Normas
NR-6: o que a empresa precisa saber sobre EPI
Quem fornece, quem paga, o que precisa constar e o que costuma ser cobrado em fiscalização.
Revisado por Helano, técnico de segurança do trabalho · agosto de 2026
Em uma frase
A norma regulamentadora de EPI estabelece que o empregador deve fornecer ao trabalhador o equipamento adequado ao risco, gratuitamente, em perfeito estado de conservação e funcionamento, e com Certificado de Aprovação válido.

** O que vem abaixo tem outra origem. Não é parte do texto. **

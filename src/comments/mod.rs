use crate::state::AppState;
use axum::Router;

pub(crate) mod dto;
pub mod handlers;
pub mod repo;

pub fn router() -> Router<AppState> {
    handlers::routes()
}
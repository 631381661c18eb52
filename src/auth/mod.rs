use crate::state::AppState;
use axum::Router;

pub(crate) mod dto;
pub(crate) mod extractors;
pub mod google;
pub mod handlers;
pub mod password;
pub mod repo;
pub mod session;

pub fn router() -> Router<AppState> {
    handlers::routes()
}
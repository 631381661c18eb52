use axum::{
    extract::{DefaultBodyLimit, Multipart, Path, Query, State},
    http::{header::LOCATION, StatusCode},
    response::Redirect,
    routing::{get, post},
    Json, Router,
};
use tracing::{info, instrument};
use uuid::Uuid;

use super::dto::{CardDetails, CardSummary, CreatedCardResponse, SearchQuery, UserProfile};
use super::repo::TradingCard;
use super::services::{create_card, like_pattern, presign_image, CardImage};
use crate::auth::dto::PublicUser;
use crate::auth::extractors::{AdminUser, CurrentUser};
use crate::auth::repo::User;
use crate::comments::repo::Comment;
use crate::error::{AppError, AppResult};
use crate::state::AppState;

pub fn public_routes() -> Router<AppState> {
    Router::new()
        .route("/", get(index))
        .route("/search", get(search))
        .route("/user/:id", get(user_profile))
        .route("/trading_card/:id", get(card_details))
}

pub fn upload_routes() -> Router<AppState> {
    Router::new()
        .route("/upload", post(upload))
        .layer(DefaultBodyLimit::max(10 * 1024 * 1024)) // 10MB
}

pub fn admin_routes() -> Router<AppState> {
    Router::new()
        .route("/admin/approve_trading_card/:id", post(approve))
        .route("/admin/dashboard", get(dashboard))
}

/// The public index: approved cards only, so submissions stay invisible
/// until review.
#[instrument(skip(state))]
pub async fn index(State(state): State<AppState>) -> AppResult<Json<Vec<CardSummary>>> {
    let cards = TradingCard::list_approved(&state.db).await?;
    Ok(Json(cards.into_iter().map(CardSummary::from).collect()))
}

#[instrument(skip(state))]
pub async fn search(
    State(state): State<AppState>,
    Query(q): Query<SearchQuery>,
) -> AppResult<Json<Vec<CardSummary>>> {
    let Some(pattern) = like_pattern(q.keyword.as_deref()) else {
        return Ok(Json(Vec::new()));
    };
    let cards = TradingCard::search_approved(&state.db, &pattern).await?;
    Ok(Json(cards.into_iter().map(CardSummary::from).collect()))
}

fn validate_card_fields(title: &str, description: &str) -> AppResult<()> {
    if title.trim().is_empty() {
        return Err(AppError::Validation("title is required".into()));
    }
    if description.trim().is_empty() {
        return Err(AppError::Validation("description is required".into()));
    }
    Ok(())
}

/// POST /upload (multipart): `title`, `description`, optional `image` file.
/// The card always belongs to the caller and starts pending.
#[instrument(skip(state, mp))]
pub async fn upload(
    State(state): State<AppState>,
    current: CurrentUser,
    mut mp: Multipart,
) -> AppResult<(StatusCode, [(axum::http::HeaderName, String); 1], Json<CreatedCardResponse>)> {
    let mut title = String::new();
    let mut description = String::new();
    let mut image: Option<CardImage> = None;

    while let Ok(Some(field)) = mp.next_field().await {
        let name = field.name().map(|s| s.to_string());
        match name.as_deref() {
            Some("title") => {
                title = field
                    .text()
                    .await
                    .map_err(|_| AppError::Validation("malformed title field".into()))?;
            }
            Some("description") => {
                description = field
                    .text()
                    .await
                    .map_err(|_| AppError::Validation("malformed description field".into()))?;
            }
            Some("image") => {
                let content_type = field
                    .content_type()
                    .map(|s| s.to_string())
                    .unwrap_or_else(|| "application/octet-stream".into());
                let body = field
                    .bytes()
                    .await
                    .map_err(|_| AppError::Validation("malformed image field".into()))?;
                if !body.is_empty() {
                    image = Some(CardImage { body, content_type });
                }
            }
            _ => {}
        }
    }

    let title = title.trim().to_string();
    let description = description.trim().to_string();
    validate_card_fields(&title, &description)?;

    let card = create_card(&state, current.user_id, &title, &description, image).await?;

    info!(card_id = %card.id, user_id = %current.user_id, "card uploaded, pending review");
    Ok((
        StatusCode::CREATED,
        [(LOCATION, format!("/trading_card/{}", card.id))],
        Json(CreatedCardResponse {
            id: card.id,
            approved: card.approved,
            created_at: card.created_at,
        }),
    ))
}

#[instrument(skip(state))]
pub async fn user_profile(
    State(state): State<AppState>,
    Path(id): Path<Uuid>,
) -> AppResult<Json<UserProfile>> {
    let user = User::find_by_id(&state.db, id)
        .await?
        .ok_or(AppError::NotFound("user"))?;
    let cards = TradingCard::list_approved_by_user(&state.db, user.id).await?;
    Ok(Json(UserProfile {
        user: PublicUser {
            id: user.id,
            email: user.email,
        },
        cards: cards.into_iter().map(CardSummary::from).collect(),
    }))
}

/// Card detail plus its comment thread. A pending card is visible only to
/// its owner and to admins; everyone else sees a 404 rather than a hint
/// that the card exists.
#[instrument(skip(state, viewer))]
pub async fn card_details(
    State(state): State<AppState>,
    viewer: Option<CurrentUser>,
    Path(id): Path<Uuid>,
) -> AppResult<Json<CardDetails>> {
    let card = TradingCard::find_by_id(&state.db, id)
        .await?
        .ok_or(AppError::NotFound("trading card"))?;

    if !card.approved {
        let allowed = match viewer {
            Some(v) if v.user_id == card.user_id => true,
            Some(v) => User::find_by_id(&state.db, v.user_id)
                .await?
                .map(|u| u.is_admin)
                .unwrap_or(false),
            None => false,
        };
        if !allowed {
            return Err(AppError::NotFound("trading card"));
        }
    }

    let image_url = match card.image_key.as_deref() {
        Some(key) => Some(presign_image(&state, key).await?),
        None => None,
    };
    let comments = Comment::list_by_card(&state.db, card.id).await?;

    Ok(Json(CardDetails {
        id: card.id,
        user_id: card.user_id,
        title: card.title,
        description: card.description,
        approved: card.approved,
        created_at: card.created_at,
        image_url,
        comments: comments.into_iter().map(Into::into).collect(),
    }))
}

/// The pending→approved transition. Only reachable with the admin flag;
/// a plain session gets 403 from the extractor and the card is untouched.
#[instrument(skip(state, admin))]
pub async fn approve(
    State(state): State<AppState>,
    admin: AdminUser,
    Path(id): Path<Uuid>,
) -> AppResult<Redirect> {
    let card = TradingCard::approve(&state.db, id)
        .await?
        .ok_or(AppError::NotFound("trading card"))?;
    info!(card_id = %card.id, admin_id = %admin.0.user_id, "card approved");
    Ok(Redirect::to("/admin/dashboard"))
}

#[instrument(skip(state, _admin))]
pub async fn dashboard(
    State(state): State<AppState>,
    _admin: AdminUser,
) -> AppResult<Json<Vec<CardSummary>>> {
    let cards = TradingCard::list_all(&state.db).await?;
    Ok(Json(cards.into_iter().map(CardSummary::from).collect()))
}

#[cfg(test)]
mod tests {
    use super::*;

    #[tokio::test]
    async fn search_without_keyword_matches_nothing() {
        // Short-circuits before the database is touched
        let state = crate::state::AppState::fake();
        let Json(cards) = search(State(state), Query(SearchQuery { keyword: None }))
            .await
            .expect("search");
        assert!(cards.is_empty());
    }

    #[tokio::test]
    async fn search_with_blank_keyword_matches_nothing() {
        let state = crate::state::AppState::fake();
        let Json(cards) = search(
            State(state),
            Query(SearchQuery {
                keyword: Some("   ".into()),
            }),
        )
        .await
        .expect("search");
        assert!(cards.is_empty());
    }

    #[test]
    fn card_fields_must_be_non_empty() {
        assert!(validate_card_fields("Ace", "a fine card").is_ok());
        assert!(matches!(
            validate_card_fields("", "d"),
            Err(AppError::Validation(_))
        ));
        assert!(matches!(
            validate_card_fields("t", "   "),
            Err(AppError::Validation(_))
        ));
    }

    #[test]
    fn card_summary_keeps_approval_flag() {
        let card = TradingCard {
            id: Uuid::new_v4(),
            user_id: Uuid::new_v4(),
            title: "Ace".into(),
            description: "a fine card".into(),
            image_key: None,
            approved: false,
            created_at: time::OffsetDateTime::UNIX_EPOCH,
        };
        let summary = CardSummary::from(card);
        assert!(!summary.approved);
        let json = serde_json::to_string(&summary).unwrap();
        assert!(json.contains("\"approved\":false"));
    }
}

Este texto é um resumo prático para quem compra e gerencia EPI numa empresa. Ele não substitui a leitura da norma nem a orientação do profissional de segurança do trabalho responsável. O texto oficial e atualizado está disponível no portal do Ministério do Trabalho e Emprego, com link ao final.
O que é considerado EPI
É todo dispositivo ou produto de uso individual utilizado pelo trabalhador, destinado à proteção contra riscos capazes de ameaçar a sua segurança e a sua saúde no trabalho. É por isso que uniforme comum e EPI não são a mesma coisa — a distinção aparece justamente na finalidade de proteção contra um risco.
O Certificado de Aprovação é obrigatório
O equipamento de proteção individual, nacional ou importado, só pode ser posto à venda ou utilizado com a indicação do Certificado de Aprovação expedido pelo órgão nacional competente em segurança e saúde no trabalho. Isso vale tanto para quem vende quanto para quem compra e fornece à equipe.
Obrigações que costumam ser cobradas na prática
- Fornecer o equipamento adequado ao risco da atividade, e não um equipamento genérico.
- Fornecer gratuitamente — o custo não pode ser repassado ao trabalhador.
- Fornecer em perfeito estado de conservação e funcionamento.
- Orientar e treinar sobre o uso adequado, a guarda e a conservação.
- Substituir imediatamente quando danificado ou extraviado.
- Responsabilizar-se pela higienização e manutenção periódica.
- Registrar o fornecimento, o que na prática é feito pela ficha de EPI.
A ficha de EPI
A ficha é o registro de que o equipamento foi entregue àquela pessoa. Na prática, ela costuma trazer identificação do trabalhador, descrição do equipamento, número do CA, data de entrega e assinatura. É o documento mais pedido em fiscalização e o que mais gera problema quando está desatualizado.
O erro mais comum de quem compra
Comprar pelo preço e descobrir depois que o equipamento não é adequado ao risco. Um respirador aprovado para poeira não resolve exposição a vapor químico; uma luva aprovada para manuseio geral não substitui resistência química específica. O CA descreve para que o equipamento foi aprovado — é esse texto que precisa bater com a avaliação de riscos da empresa.
Há ainda um erro menos falado e mais caro: comprar equipamento adequado que a equipe não usa. Desconforto, tamanho errado e incompatibilidade entre itens levam ao abandono do uso. Do ponto de vista de proteção e de fiscalização, EPI que não é usado equivale a EPI que não foi fornecido.
Fontes
- NR-6 — Equipamento de Proteção Individual (texto oficial, PDF)
- Equipamentos de Proteção Individual — Ministério do Trabalho e Emprego
Este texto tem finalidade informativa e orienta a escolha de equipamentos de proteção. Não substitui a avaliação de riscos do ambiente de trabalho, que deve ser feita por profissional habilitado quando necessária.